= Beginning of Section =

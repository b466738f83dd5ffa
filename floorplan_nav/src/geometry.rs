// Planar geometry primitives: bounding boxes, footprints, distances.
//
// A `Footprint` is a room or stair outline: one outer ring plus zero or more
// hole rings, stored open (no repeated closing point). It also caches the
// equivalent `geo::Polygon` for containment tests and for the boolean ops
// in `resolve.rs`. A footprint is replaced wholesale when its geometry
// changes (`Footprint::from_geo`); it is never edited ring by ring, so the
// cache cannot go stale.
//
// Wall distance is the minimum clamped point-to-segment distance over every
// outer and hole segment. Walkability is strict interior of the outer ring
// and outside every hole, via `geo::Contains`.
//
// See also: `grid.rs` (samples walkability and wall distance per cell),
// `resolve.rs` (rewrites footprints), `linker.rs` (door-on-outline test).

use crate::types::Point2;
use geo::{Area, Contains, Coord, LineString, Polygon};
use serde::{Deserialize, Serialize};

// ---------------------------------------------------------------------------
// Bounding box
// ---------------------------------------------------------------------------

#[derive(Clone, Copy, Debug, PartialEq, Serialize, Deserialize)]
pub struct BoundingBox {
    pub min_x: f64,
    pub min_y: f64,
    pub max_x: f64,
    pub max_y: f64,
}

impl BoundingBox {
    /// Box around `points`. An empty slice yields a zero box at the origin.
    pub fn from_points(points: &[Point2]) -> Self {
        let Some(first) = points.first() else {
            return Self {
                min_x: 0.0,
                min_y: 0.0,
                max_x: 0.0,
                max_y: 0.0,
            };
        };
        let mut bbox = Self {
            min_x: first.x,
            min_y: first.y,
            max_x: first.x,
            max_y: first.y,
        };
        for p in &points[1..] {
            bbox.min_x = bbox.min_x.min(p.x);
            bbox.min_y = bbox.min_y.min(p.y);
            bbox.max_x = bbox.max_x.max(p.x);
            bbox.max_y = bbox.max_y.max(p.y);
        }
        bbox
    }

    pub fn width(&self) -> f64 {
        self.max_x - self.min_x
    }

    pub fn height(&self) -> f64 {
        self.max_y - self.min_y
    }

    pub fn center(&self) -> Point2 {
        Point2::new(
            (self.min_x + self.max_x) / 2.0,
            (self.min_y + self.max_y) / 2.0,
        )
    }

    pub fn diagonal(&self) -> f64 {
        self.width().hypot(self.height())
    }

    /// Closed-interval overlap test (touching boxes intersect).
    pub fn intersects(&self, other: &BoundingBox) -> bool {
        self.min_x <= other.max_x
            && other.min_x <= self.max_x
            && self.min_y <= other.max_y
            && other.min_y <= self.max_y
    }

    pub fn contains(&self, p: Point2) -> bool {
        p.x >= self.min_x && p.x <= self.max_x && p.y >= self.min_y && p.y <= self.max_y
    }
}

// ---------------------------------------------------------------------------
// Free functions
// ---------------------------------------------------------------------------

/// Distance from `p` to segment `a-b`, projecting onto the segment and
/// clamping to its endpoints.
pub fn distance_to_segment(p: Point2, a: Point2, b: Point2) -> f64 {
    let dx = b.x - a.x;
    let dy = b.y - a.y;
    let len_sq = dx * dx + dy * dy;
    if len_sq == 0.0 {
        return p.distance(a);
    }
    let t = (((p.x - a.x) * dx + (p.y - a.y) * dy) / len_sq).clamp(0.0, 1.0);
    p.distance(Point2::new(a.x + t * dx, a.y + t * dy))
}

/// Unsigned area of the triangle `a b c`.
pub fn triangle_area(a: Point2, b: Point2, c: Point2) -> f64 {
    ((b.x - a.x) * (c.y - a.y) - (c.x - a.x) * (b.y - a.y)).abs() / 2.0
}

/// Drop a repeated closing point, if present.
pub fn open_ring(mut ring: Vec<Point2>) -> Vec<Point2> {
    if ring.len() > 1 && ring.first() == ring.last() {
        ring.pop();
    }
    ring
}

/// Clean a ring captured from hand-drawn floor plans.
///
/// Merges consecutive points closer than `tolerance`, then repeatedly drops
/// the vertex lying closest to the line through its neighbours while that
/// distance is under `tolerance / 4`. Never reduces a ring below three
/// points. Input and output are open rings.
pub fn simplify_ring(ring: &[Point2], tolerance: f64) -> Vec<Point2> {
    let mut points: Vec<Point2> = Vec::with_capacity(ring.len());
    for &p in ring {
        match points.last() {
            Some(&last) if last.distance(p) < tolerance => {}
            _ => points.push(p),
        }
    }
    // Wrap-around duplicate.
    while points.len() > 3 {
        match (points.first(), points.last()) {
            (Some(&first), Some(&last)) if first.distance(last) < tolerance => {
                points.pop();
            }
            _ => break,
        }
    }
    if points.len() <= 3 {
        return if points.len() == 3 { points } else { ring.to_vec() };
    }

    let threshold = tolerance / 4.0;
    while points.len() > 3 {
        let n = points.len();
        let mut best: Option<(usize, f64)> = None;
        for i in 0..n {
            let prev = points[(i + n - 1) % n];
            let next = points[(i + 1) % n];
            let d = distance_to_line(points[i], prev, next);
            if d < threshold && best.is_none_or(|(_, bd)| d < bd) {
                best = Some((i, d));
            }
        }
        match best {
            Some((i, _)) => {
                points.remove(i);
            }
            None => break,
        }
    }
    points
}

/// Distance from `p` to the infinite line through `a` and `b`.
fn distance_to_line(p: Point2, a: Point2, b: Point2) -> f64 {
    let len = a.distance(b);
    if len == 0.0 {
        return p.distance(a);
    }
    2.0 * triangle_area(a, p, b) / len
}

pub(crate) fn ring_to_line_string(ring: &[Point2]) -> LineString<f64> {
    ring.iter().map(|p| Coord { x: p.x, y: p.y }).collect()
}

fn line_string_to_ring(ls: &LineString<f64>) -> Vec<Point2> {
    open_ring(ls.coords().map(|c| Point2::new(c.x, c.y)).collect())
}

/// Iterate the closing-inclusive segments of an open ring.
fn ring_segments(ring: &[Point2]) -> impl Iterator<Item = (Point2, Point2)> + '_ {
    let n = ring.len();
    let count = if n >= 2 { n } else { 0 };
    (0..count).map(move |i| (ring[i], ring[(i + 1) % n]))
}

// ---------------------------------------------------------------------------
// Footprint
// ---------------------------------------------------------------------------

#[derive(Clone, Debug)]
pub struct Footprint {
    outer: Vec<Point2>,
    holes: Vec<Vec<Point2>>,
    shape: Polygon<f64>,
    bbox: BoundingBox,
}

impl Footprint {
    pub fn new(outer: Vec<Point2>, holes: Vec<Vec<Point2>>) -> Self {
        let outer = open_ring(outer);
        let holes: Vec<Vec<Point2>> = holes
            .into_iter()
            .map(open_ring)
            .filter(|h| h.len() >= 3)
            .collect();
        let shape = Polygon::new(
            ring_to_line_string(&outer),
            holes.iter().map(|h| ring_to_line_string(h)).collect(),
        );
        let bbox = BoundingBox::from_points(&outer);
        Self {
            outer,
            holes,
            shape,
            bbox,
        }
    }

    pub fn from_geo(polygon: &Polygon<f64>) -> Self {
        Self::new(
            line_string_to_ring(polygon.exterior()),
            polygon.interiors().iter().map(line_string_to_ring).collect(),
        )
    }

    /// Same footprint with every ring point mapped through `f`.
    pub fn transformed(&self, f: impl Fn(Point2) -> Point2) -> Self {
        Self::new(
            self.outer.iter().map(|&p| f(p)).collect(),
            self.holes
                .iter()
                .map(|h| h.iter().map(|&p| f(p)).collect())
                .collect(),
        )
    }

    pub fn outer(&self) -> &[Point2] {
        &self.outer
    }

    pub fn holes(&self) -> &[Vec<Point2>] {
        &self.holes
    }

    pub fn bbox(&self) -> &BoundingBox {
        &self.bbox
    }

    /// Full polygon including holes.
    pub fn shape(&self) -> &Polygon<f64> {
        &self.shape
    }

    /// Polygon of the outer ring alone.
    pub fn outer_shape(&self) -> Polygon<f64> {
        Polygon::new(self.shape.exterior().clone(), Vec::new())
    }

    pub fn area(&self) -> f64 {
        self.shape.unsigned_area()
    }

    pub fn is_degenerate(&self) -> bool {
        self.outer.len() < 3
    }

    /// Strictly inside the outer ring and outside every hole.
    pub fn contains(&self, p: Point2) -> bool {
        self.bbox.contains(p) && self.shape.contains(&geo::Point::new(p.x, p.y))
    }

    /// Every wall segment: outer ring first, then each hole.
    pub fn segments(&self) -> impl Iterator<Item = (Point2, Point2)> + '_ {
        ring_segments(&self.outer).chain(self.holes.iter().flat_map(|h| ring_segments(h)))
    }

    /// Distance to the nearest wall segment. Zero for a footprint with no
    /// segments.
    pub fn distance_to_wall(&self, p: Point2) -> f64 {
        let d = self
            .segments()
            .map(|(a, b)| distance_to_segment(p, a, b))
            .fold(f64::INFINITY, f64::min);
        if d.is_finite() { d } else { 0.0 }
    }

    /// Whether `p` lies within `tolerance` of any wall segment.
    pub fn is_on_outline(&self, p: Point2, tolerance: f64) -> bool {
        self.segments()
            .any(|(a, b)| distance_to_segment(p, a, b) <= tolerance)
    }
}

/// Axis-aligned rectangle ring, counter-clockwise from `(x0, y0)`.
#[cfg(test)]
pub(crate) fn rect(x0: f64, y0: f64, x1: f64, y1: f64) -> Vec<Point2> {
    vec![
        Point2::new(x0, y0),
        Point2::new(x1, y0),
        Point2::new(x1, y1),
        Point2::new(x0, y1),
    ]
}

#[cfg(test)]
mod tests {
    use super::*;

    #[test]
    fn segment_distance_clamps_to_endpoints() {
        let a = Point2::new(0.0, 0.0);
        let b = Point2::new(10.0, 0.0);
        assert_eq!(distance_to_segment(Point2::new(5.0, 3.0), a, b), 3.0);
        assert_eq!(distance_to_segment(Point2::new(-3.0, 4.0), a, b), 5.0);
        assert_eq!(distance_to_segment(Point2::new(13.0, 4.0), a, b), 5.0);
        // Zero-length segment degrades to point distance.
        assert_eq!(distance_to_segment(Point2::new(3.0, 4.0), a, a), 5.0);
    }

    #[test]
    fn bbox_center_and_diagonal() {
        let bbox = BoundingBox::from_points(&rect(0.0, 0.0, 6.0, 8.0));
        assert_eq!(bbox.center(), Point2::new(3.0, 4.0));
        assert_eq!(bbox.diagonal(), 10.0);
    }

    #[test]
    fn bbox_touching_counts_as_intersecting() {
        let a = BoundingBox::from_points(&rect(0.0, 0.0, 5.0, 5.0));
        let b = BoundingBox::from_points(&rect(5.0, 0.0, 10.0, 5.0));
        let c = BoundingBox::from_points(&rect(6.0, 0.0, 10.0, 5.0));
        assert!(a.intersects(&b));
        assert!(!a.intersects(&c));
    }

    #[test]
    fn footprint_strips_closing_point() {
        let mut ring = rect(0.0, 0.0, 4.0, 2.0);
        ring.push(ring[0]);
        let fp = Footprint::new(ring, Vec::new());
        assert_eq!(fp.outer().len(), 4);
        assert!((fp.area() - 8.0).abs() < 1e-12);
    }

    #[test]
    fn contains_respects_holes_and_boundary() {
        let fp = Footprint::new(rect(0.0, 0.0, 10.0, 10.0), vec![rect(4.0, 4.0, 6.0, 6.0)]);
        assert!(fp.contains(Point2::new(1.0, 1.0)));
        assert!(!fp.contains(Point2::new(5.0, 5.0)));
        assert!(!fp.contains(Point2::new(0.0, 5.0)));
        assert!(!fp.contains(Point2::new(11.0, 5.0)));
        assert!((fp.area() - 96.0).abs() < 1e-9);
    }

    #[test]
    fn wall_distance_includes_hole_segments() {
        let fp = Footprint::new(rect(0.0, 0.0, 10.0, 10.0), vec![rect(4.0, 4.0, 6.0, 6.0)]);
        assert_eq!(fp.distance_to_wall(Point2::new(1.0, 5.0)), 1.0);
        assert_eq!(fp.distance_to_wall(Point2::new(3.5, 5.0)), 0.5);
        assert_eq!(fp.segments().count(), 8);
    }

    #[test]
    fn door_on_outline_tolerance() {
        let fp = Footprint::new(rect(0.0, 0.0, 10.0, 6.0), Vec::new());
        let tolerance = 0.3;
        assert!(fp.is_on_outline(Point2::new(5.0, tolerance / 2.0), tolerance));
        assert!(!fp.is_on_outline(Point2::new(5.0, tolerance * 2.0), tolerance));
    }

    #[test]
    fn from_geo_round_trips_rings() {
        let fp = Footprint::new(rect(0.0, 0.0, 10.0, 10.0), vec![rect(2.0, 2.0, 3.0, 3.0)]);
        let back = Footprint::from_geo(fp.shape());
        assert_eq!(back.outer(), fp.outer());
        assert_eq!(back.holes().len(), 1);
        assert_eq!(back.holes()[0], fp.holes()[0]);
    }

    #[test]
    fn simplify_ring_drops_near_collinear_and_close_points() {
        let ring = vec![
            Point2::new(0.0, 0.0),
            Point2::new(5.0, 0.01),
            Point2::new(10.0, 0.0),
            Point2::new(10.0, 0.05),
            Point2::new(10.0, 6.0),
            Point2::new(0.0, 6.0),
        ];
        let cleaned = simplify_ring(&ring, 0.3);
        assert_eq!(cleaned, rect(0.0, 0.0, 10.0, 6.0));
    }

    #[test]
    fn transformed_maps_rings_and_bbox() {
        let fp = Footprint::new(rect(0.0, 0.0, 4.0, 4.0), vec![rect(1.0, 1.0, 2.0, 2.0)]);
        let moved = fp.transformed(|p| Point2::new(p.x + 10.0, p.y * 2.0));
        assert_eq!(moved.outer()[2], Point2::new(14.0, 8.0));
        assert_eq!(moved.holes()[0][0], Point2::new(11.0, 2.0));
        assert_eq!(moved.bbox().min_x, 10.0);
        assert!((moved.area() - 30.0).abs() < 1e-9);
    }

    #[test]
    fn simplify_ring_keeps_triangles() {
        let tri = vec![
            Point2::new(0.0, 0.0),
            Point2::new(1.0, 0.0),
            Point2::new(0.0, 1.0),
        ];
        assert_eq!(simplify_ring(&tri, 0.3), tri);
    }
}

= End of Section =

- [HOW TO COMPLETE THIS TASK]: Everything from the first line of the records above to the line containing "bbox.min_x = bbox.min_x.min(p.x);", inclusive, should be repeated exactly; leave out the rest.

- [PROBLEM SOLUTION]:
repository b466738f83dd5ffa
filename floorplan_nav/src/geometry.rs
// Planar geometry primitives: bounding boxes, footprints, distances.
//
// A `Footprint` is a room or stair outline: one outer ring plus zero or more
// hole rings, stored open (no repeated closing point). It also caches the
// equivalent `geo::Polygon` for containment tests and for the boolean ops
// in `resolve.rs`. A footprint is replaced wholesale when its geometry
// changes (`Footprint::from_geo`); it is never edited ring by ring, so the
// cache cannot go stale.
//
// Wall distance is the minimum clamped point-to-segment distance over every
// outer and hole segment. Walkability is strict interior of the outer ring
// and outside every hole, via `geo::Contains`.
//
// See also: `grid.rs` (samples walkability and wall distance per cell),
// `resolve.rs` (rewrites footprints), `linker.rs` (door-on-outline test).

use crate::types::Point2;
use geo::{Area, Contains, Coord, LineString, Polygon};
use serde::{Deserialize, Serialize};

// ---------------------------------------------------------------------------
// Bounding box
// ---------------------------------------------------------------------------

#[derive(Clone, Copy, Debug, PartialEq, Serialize, Deserialize)]
pub struct BoundingBox {
    pub min_x: f64,
    pub min_y: f64,
    pub max_x: f64,
    pub max_y: f64,
}

impl BoundingBox {
    /// Box around `points`. An empty slice yields a zero box at the origin.
    pub fn from_points(points: &[Point2]) -> Self {
        let Some(first) = points.first() else {
            return Self {
                min_x: 0.0,
                min_y: 0.0,
                max_x: 0.0,
                max_y: 0.0,
            };
        };
        let mut bbox = Self {
            min_x: first.x,
            min_y: first.y,
            max_x: first.x,
            max_y: first.y,
        };
        for p in &points[1..] {
            bbox.min_x = bbox.min_x.min(p.x);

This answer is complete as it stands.